**GIVEN DATA**
====================
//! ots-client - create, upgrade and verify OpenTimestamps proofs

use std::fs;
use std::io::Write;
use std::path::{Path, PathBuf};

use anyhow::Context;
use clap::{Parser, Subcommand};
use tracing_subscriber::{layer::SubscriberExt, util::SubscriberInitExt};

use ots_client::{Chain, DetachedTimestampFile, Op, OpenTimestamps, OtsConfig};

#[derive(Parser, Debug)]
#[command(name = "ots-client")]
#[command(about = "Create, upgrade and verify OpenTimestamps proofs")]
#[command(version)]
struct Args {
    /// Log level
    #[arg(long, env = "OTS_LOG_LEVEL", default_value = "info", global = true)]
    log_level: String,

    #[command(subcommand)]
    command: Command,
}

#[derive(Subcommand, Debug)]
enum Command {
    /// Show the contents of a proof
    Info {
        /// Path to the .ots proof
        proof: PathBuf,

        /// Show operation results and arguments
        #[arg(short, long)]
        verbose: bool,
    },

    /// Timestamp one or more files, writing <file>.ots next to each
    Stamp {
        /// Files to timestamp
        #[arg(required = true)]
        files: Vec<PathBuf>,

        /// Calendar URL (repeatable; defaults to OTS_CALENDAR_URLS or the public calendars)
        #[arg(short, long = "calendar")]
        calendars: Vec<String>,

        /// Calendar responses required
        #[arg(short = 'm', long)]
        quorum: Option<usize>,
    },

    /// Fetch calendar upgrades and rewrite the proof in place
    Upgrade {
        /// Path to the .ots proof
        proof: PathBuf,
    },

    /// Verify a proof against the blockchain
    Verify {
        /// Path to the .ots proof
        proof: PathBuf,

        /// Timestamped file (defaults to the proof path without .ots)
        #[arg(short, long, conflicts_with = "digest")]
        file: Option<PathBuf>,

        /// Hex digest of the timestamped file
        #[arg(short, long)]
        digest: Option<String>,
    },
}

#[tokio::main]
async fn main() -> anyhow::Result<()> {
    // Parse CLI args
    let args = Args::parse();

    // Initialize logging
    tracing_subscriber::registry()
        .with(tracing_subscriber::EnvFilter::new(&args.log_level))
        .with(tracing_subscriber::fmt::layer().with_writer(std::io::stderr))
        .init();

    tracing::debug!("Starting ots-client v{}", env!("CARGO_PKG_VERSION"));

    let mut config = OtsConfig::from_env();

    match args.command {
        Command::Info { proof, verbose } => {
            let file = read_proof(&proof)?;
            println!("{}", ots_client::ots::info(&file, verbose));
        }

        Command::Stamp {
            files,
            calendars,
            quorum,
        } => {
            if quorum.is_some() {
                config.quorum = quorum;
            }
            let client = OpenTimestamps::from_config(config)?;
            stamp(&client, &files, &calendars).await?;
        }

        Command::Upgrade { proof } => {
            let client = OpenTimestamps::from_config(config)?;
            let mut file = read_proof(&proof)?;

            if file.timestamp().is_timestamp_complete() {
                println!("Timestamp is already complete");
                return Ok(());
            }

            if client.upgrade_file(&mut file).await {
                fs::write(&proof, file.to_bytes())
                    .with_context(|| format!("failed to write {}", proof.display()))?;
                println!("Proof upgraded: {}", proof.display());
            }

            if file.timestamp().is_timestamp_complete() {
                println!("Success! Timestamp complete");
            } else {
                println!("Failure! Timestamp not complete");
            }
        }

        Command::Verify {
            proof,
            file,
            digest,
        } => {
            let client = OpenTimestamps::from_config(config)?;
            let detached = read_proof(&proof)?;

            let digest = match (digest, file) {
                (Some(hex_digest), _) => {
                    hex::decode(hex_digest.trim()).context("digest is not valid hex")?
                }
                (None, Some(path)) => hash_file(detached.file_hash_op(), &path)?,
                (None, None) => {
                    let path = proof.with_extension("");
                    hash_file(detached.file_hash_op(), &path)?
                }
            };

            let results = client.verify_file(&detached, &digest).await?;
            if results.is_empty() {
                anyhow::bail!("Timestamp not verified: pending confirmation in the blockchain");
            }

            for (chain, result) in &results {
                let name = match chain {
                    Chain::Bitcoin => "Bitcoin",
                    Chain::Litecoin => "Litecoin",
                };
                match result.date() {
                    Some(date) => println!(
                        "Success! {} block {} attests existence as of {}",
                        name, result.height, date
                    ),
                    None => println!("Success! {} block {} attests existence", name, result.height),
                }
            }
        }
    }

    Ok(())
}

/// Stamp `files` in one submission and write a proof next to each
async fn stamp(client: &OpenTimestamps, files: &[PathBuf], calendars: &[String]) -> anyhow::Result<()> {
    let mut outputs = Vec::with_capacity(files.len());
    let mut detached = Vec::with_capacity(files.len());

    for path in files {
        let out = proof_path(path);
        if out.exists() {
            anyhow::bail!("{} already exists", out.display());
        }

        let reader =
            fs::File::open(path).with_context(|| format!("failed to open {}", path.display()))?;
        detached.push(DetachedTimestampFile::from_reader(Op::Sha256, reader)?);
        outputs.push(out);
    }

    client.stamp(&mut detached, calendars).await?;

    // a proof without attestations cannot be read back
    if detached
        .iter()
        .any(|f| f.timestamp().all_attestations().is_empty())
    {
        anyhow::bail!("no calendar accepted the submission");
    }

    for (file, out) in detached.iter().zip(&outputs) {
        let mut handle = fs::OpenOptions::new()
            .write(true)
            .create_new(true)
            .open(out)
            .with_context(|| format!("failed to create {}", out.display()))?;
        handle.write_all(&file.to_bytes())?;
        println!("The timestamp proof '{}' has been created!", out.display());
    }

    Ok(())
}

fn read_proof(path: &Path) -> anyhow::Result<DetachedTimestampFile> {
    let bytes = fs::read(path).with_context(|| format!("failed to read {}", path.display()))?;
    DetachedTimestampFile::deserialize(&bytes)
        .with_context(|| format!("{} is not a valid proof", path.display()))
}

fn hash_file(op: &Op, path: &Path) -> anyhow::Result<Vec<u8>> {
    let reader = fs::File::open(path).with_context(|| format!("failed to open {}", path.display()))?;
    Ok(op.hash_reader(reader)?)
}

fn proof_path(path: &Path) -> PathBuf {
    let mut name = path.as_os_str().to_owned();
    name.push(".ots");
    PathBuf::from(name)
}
====================
**WORK ITEM**
Using the data above, tally each line that contains "verbose". Write only the total.

**OUTPUT**
3